First they came for the socialists, and I did not speak out—
Because I was not a socialist.

Then they came for the trade unionists, and I did not speak out—
Because I was not a trade unionist.

Then they came for the Jews, and I did not speak out—
Because I was not a Jew.

Then they came for me—and there was no one left to speak for me.



With the rise of populist driven one-trick-pony political movements, it is truly great to see Apple's stance. Privacy is vital as is the right to free speech.
Yes, you have the right to store child pornography on your iPhone and on iCloud. You also have the right to exploit children with it unless you get caught. Good for you! Have at it i guess.
 
Well, the way all of this played out leads me to believe Apple did have the best of intentions going into this.

First, I'm going to say in the course of being a LEO for 25+ years I've seen multiple instances of CASM in both the physical and digital form in the course of my official duties. I remember every single time I saw it. The person we seized it from, where we seized it from, what the weather was like that day, etc. To say this garbage seers the brain of those involuntarily subjected to it is an understatement. The most horrific horrible stuff.

So I understand the desire to keep it at bay as much as possible. On the other side of every CASM is a victim or multiple victims and the thought of it breaks my heart. Trying to reduce the number of victims of this horror is a laudable effort, even if the methodology is flawed.


On the other hand, Apple should know better by now. This is a company that has a reputation for outside the box thinking and projecting the consequences of bad decision-making. Apple should have known going in the potential of this to be by governments to use it to track dissidents and suppress free speech. Any technology that can track can be used for good or for bad. The unintended consequences should have been patently obvious.
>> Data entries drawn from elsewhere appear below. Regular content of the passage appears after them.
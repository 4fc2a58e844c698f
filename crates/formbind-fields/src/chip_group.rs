//! Chip group field binder with toggle semantics.

use formbind_core::{
    normalize, resolve_stored_value, CanonicalOption, ConfigError, FieldValidator, FormState,
    UpdateDispatcher, UpdateForm,
};
use serde_json::Value;

use crate::config::FieldConfig;

/// Binds a clickable chip group to form state.
///
/// Single-value groups toggle: clicking the selected chip clears the field
/// back to absent, clicking another replaces the value. Multi-value groups
/// add and remove by resolved-value equality; removing the last element
/// collapses the stored array to the absent sentinel so form state stays
/// canonical.
pub struct ChipGroupBinder {
    config: FieldConfig,
    options: Vec<Value>,
    dispatcher: UpdateDispatcher,
    validator: Box<dyn FieldValidator>,
    errors: Vec<String>,
}

impl ChipGroupBinder {
    /// Creates a binder; fails when the config has no attribute.
    pub fn new(config: FieldConfig, validator: Box<dyn FieldValidator>) -> Result<Self, ConfigError> {
        config.ensure_attribute()?;
        let options = config.derive_options();
        let dispatcher = UpdateDispatcher::new(&config.attribute);
        Ok(Self {
            config,
            options,
            dispatcher,
            validator,
            errors: Vec::new(),
        })
    }

    /// Returns the field configuration.
    pub fn config(&self) -> &FieldConfig {
        &self.config
    }

    /// Returns the presented option sequence.
    pub fn options(&self) -> &[Value] {
        &self.options
    }

    /// Returns the canonical form of every presented chip.
    pub fn canonical_options(&self) -> Vec<CanonicalOption> {
        self.options
            .iter()
            .map(|o| normalize(o, self.config.option_config.as_ref(), false))
            .collect()
    }

    /// Returns the current error list.
    pub fn errors(&self) -> &[String] {
        &self.errors
    }

    /// Returns whether a chip's resolved value is currently selected.
    pub fn is_selected(&self, option: &Value, form: &FormState) -> bool {
        let resolved = self.resolve(option);
        match form.value_of(&self.config.attribute) {
            None => false,
            Some(Value::Array(items)) if self.config.multiple => items.contains(&resolved),
            Some(current) if !self.config.multiple => *current == resolved,
            Some(_) => false,
        }
    }

    /// Handles a chip click, toggling its resolved value in form state.
    pub fn toggle(&mut self, option: &Value, form: &FormState, sink: &mut dyn UpdateForm) {
        let resolved = self.resolve(option);
        let next = if self.config.multiple {
            self.toggle_multi(resolved, form)
        } else {
            self.toggle_single(resolved, form)
        };
        self.dispatcher.commit(next, sink);
    }

    /// Handles loss of focus: validates the current stored value.
    pub fn on_blur(&mut self, form: &FormState) -> &[String] {
        self.errors = self.dispatcher.validate_current(form, self.validator.as_ref());
        &self.errors
    }

    /// Validates the current stored value on demand.
    pub fn validate_now(&mut self, form: &FormState) -> &[String] {
        self.errors = self.dispatcher.validate_current(form, self.validator.as_ref());
        &self.errors
    }

    fn resolve(&self, option: &Value) -> Value {
        resolve_stored_value(option, self.config.option_config.as_ref(), false)
    }

    /// Multi-value toggle: remove when present (collapsing an emptied array
    /// to `Null`), append when absent. A non-array stored value counts as an
    /// empty selection.
    fn toggle_multi(&self, resolved: Value, form: &FormState) -> Value {
        let mut items = match form.value_of(&self.config.attribute) {
            Some(Value::Array(items)) => items.clone(),
            _ => Vec::new(),
        };

        if let Some(index) = items.iter().position(|item| *item == resolved) {
            items.remove(index);
            if items.is_empty() {
                return Value::Null;
            }
        } else {
            items.push(resolved);
        }
        Value::Array(items)
    }

    /// Single-value toggle: re-clicking the selected chip clears the field.
    fn toggle_single(&self, resolved: Value, form: &FormState) -> Value {
        match form.value_of(&self.config.attribute) {
            Some(current) if *current == resolved => Value::Null,
            _ => resolved,
        }
    }
}

impl std::fmt::Debug for ChipGroupBinder {
    fn fmt(&self, f: &mut std::fmt::Formatter<'_>) -> std::fmt::Result {
        f.debug_struct("ChipGroupBinder")
            .field("attribute", &self.config.attribute)
            .field("options", &self.options.len())
            .field("errors", &self.errors)
            .finish_non_exhaustive()
    }
}
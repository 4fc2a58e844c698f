//! Date and time picker binders.
//!
//! Stored values are formatted strings so form state stays serializable; each
//! kind pins the stored format. Malformed input is a soft failure: the commit
//! is suppressed and logged, never surfaced as a validation error.

use chrono::{NaiveDate, NaiveDateTime, NaiveTime};
use formbind_core::{ConfigError, FieldValidator, FormState, UpdateDispatcher, UpdateForm};
use serde_json::Value;
use tracing::warn;

use crate::config::FieldConfig;

/// The temporal kind a picker field stores.
#[derive(Debug, Clone, Copy, PartialEq, Eq)]
pub enum PickerKind {
    /// Calendar date, stored as `YYYY-MM-DD`.
    Date,
    /// Wall-clock time, stored as `HH:MM:SS`.
    Time,
    /// Combined date and time, stored as `YYYY-MM-DD HH:MM:SS`.
    DateTime,
}

impl PickerKind {
    /// Returns the stored string format for this kind.
    pub fn stored_format(self) -> &'static str {
        match self {
            Self::Date => "%Y-%m-%d",
            Self::Time => "%H:%M:%S",
            Self::DateTime => "%Y-%m-%d %H:%M:%S",
        }
    }
}

/// A change payload from a picker widget.
#[derive(Debug, Clone, PartialEq)]
pub enum PickerInput {
    /// A date picked from the calendar surface.
    Date(NaiveDate),
    /// A time picked from the clock surface.
    Time(NaiveTime),
    /// A combined value picked from the surface.
    DateTime(NaiveDateTime),
    /// Raw text typed into the keyboard input.
    Text(String),
    /// The field was cleared.
    Cleared,
}

/// Binds a date/time picker to form state.
pub struct PickerBinder {
    config: FieldConfig,
    kind: PickerKind,
    dispatcher: UpdateDispatcher,
    validator: Box<dyn FieldValidator>,
    errors: Vec<String>,
}

impl PickerBinder {
    /// Creates a binder; fails when the config has no attribute.
    pub fn new(
        config: FieldConfig,
        kind: PickerKind,
        validator: Box<dyn FieldValidator>,
    ) -> Result<Self, ConfigError> {
        config.ensure_attribute()?;
        let dispatcher = UpdateDispatcher::new(&config.attribute);
        Ok(Self {
            config,
            kind,
            dispatcher,
            validator,
            errors: Vec::new(),
        })
    }

    /// Returns the field configuration.
    pub fn config(&self) -> &FieldConfig {
        &self.config
    }

    /// Returns the temporal kind.
    pub fn kind(&self) -> PickerKind {
        self.kind
    }

    /// Returns the current error list.
    pub fn errors(&self) -> &[String] {
        &self.errors
    }

    /// Renders the stored string, empty when absent.
    pub fn display_value(&self, form: &FormState) -> String {
        form.value_of(&self.config.attribute)
            .and_then(Value::as_str)
            .unwrap_or_default()
            .to_string()
    }

    /// Parses the stored string back to a date-time for the picker surface.
    ///
    /// Date-only kinds parse at midnight, time-only kinds onto an epoch date,
    /// so the surface always receives a complete value to position itself.
    pub fn current(&self, form: &FormState) -> Option<NaiveDateTime> {
        let stored = form.value_of(&self.config.attribute)?.as_str()?;
        match self.kind {
            PickerKind::Date => NaiveDate::parse_from_str(stored, self.kind.stored_format())
                .ok()
                .map(|d| d.and_time(NaiveTime::MIN)),
            PickerKind::Time => NaiveTime::parse_from_str(stored, self.kind.stored_format())
                .ok()
                .map(|t| NaiveDateTime::new(NaiveDate::default(), t)),
            PickerKind::DateTime => {
                NaiveDateTime::parse_from_str(stored, self.kind.stored_format()).ok()
            }
        }
    }

    /// Handles a picker change: formats the input to the stored string and
    /// commits it (patch convention). A kind mismatch or malformed text
    /// suppresses the commit and leaves state unchanged.
    pub fn on_change(&mut self, input: &PickerInput, sink: &mut dyn UpdateForm) {
        let Some(stored) = self.format_input(input) else {
            return;
        };
        self.dispatcher.commit_patch(stored, sink);
    }

    /// Handles loss of focus: validates the current stored value.
    pub fn on_blur(&mut self, form: &FormState) -> &[String] {
        self.errors = self.dispatcher.validate_current(form, self.validator.as_ref());
        &self.errors
    }

    /// Handles the commit key (Enter): validates the current stored value.
    pub fn on_enter(&mut self, form: &FormState) -> &[String] {
        self.errors = self.dispatcher.validate_current(form, self.validator.as_ref());
        &self.errors
    }

    /// Validates the current stored value on demand.
    pub fn validate_now(&mut self, form: &FormState) -> &[String] {
        self.errors = self.dispatcher.validate_current(form, self.validator.as_ref());
        &self.errors
    }

    fn format_input(&self, input: &PickerInput) -> Option<Value> {
        let format = self.kind.stored_format();
        match (self.kind, input) {
            (_, PickerInput::Cleared) => Some(Value::Null),
            (PickerKind::Date, PickerInput::Date(d)) => {
                Some(Value::String(d.format(format).to_string()))
            }
            (PickerKind::Time, PickerInput::Time(t)) => {
                Some(Value::String(t.format(format).to_string()))
            }
            (PickerKind::DateTime, PickerInput::DateTime(dt)) => {
                Some(Value::String(dt.format(format).to_string()))
            }
            // Date/time kinds accept a combined value by truncation.
            (PickerKind::Date, PickerInput::DateTime(dt)) => {
                Some(Value::String(dt.date().format(format).to_string()))
            }
            (PickerKind::Time, PickerInput::DateTime(dt)) => {
                Some(Value::String(dt.time().format(format).to_string()))
            }
            (_, PickerInput::Text(text)) => self.parse_text(text),
            (kind, other) => {
                warn!(attribute = %self.config.attribute, ?kind, input = ?other, "picker input kind mismatch, commit suppressed");
                None
            }
        }
    }

    fn parse_text(&self, text: &str) -> Option<Value> {
        if text.trim().is_empty() {
            return Some(Value::Null);
        }
        let format = self.kind.stored_format();
        let parsed = match self.kind {
            PickerKind::Date => NaiveDate::parse_from_str(text, format)
                .map(|d| d.format(format).to_string()),
            PickerKind::Time => NaiveTime::parse_from_str(text, format)
                .map(|t| t.format(format).to_string()),
            PickerKind::DateTime => NaiveDateTime::parse_from_str(text, format)
                .map(|dt| dt.format(format).to_string()),
        };
        match parsed {
            Ok(stored) => Some(Value::String(stored)),
            Err(err) => {
                warn!(attribute = %self.config.attribute, input = %text, %err, "malformed picker text, commit suppressed");
                None
            }
        }
    }
}

impl std::fmt::Debug for PickerBinder {
    fn fmt(&self, f: &mut std::fmt::Formatter<'_>) -> std::fmt::Result {
        f.debug_struct("PickerBinder")
            .field("attribute", &self.config.attribute)
            .field("kind", &self.kind)
            .field("errors", &self.errors)
            .finish_non_exhaustive()
    }
}
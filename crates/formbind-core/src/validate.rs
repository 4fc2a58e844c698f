//! Validation collaborator contract.
//!
//! The validation-rule engine lives outside this crate; binders only need a
//! synchronous function from the current stored value to zero or more
//! human-readable messages. Failures are data, never control flow: a field
//! always renders regardless of validation outcome.

use serde_json::Value;

/// Validates a field's current stored value.
///
/// `None` means the field is absent. Implementations must be side-effect-free
/// on form state.
pub trait FieldValidator: Send + Sync {
    /// Returns zero or more error messages for `value`.
    fn validate(&self, value: Option<&Value>) -> Vec<String>;
}

impl<F> FieldValidator for F
where
    F: Fn(Option<&Value>) -> Vec<String> + Send + Sync,
{
    fn validate(&self, value: Option<&Value>) -> Vec<String> {
        self(value)
    }
}

/// Validator that accepts every value.
#[derive(Debug, Clone, Copy, Default)]
pub struct NoValidation;

impl FieldValidator for NoValidation {
    fn validate(&self, _value: Option<&Value>) -> Vec<String> {
        Vec::new()
    }
}

/// Validator that rejects absent values.
#[derive(Debug, Clone)]
pub struct RequiredValidator {
    message: String,
}

impl RequiredValidator {
    /// Creates a validator with the default message.
    pub fn new() -> Self {
        Self {
            message: "This field is required.".to_string(),
        }
    }

    /// Creates a validator with a custom message.
    pub fn with_message(message: impl Into<String>) -> Self {
        Self {
            message: message.into(),
        }
    }
}

impl Default for RequiredValidator {
    fn default() -> Self {
        Self::new()
    }
}

impl FieldValidator for RequiredValidator {
    fn validate(&self, value: Option<&Value>) -> Vec<String> {
        let present = match value {
            None | Some(Value::Null) => false,
            Some(Value::String(s)) => !s.trim().is_empty(),
            Some(Value::Array(items)) => !items.is_empty(),
            Some(_) => true,
        };
        if present {
            Vec::new()
        } else {
            vec![self.message.clone()]
        }
    }
}
//! Radio group field binder.

use formbind_core::{
    normalize, resolve_stored_value, CanonicalOption, ConfigError, FieldValidator, FormState,
    UpdateDispatcher, UpdateForm,
};
use serde_json::Value;

use crate::config::FieldConfig;

/// Binds a radio group to form state.
///
/// Exactly one option is selectable; checking a radio commits its resolved
/// value, unchecking events are ignored (the replacement check carries the
/// change). Checked state compares by deep structural equality so two
/// structurally identical option records select the same radio.
pub struct RadioGroupBinder {
    config: FieldConfig,
    options: Vec<Value>,
    dispatcher: UpdateDispatcher,
    validator: Box<dyn FieldValidator>,
    errors: Vec<String>,
}

impl RadioGroupBinder {
    /// Creates a binder; fails when the config has no attribute.
    pub fn new(config: FieldConfig, validator: Box<dyn FieldValidator>) -> Result<Self, ConfigError> {
        config.ensure_attribute()?;
        let options = config.derive_options();
        let dispatcher = UpdateDispatcher::new(&config.attribute);
        Ok(Self {
            config,
            options,
            dispatcher,
            validator,
            errors: Vec::new(),
        })
    }

    /// Returns the field configuration.
    pub fn config(&self) -> &FieldConfig {
        &self.config
    }

    /// Returns the presented option sequence.
    pub fn options(&self) -> &[Value] {
        &self.options
    }

    /// Returns the canonical form of every presented option.
    pub fn canonical_options(&self) -> Vec<CanonicalOption> {
        self.options
            .iter()
            .map(|o| normalize(o, self.config.option_config.as_ref(), false))
            .collect()
    }

    /// Returns the current error list.
    pub fn errors(&self) -> &[String] {
        &self.errors
    }

    /// Returns whether an option's resolved value is the stored value.
    pub fn is_checked(&self, option: &Value, form: &FormState) -> bool {
        let resolved = resolve_stored_value(option, self.config.option_config.as_ref(), false);
        form.value_of(&self.config.attribute) == Some(&resolved)
    }

    /// Handles a radio change: commits the resolved value when checked.
    pub fn on_change(&mut self, option: &Value, checked: bool, sink: &mut dyn UpdateForm) {
        if !checked {
            return;
        }
        let resolved = resolve_stored_value(option, self.config.option_config.as_ref(), false);
        self.dispatcher.commit(resolved, sink);
    }

    /// Handles loss of focus: validates the current stored value.
    pub fn on_blur(&mut self, form: &FormState) -> &[String] {
        self.errors = self.dispatcher.validate_current(form, self.validator.as_ref());
        &self.errors
    }

    /// Validates the current stored value on demand.
    pub fn validate_now(&mut self, form: &FormState) -> &[String] {
        self.errors = self.dispatcher.validate_current(form, self.validator.as_ref());
        &self.errors
    }
}

impl std::fmt::Debug for RadioGroupBinder {
    fn fmt(&self, f: &mut std::fmt::Formatter<'_>) -> std::fmt::Result {
        f.debug_struct("RadioGroupBinder")
            .field("attribute", &self.config.attribute)
            .field("options", &self.options.len())
            .field("errors", &self.errors)
            .finish_non_exhaustive()
    }
}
Right now, we live in a world where for the most part, tech companies operate hand in glove with the government. We've seen that with social media platforms during the pandemic and last election cycle. Regardless of your political affiliation, that happened.

It used to be one could make the argument that what a private company does (in the US) in so much as searching user content and filtering the freedom of expression was not a Constitutional violation because private companies have that right.

But there's no denying that some of the companies that provide these services are often operating as shadow subdivisions of the government.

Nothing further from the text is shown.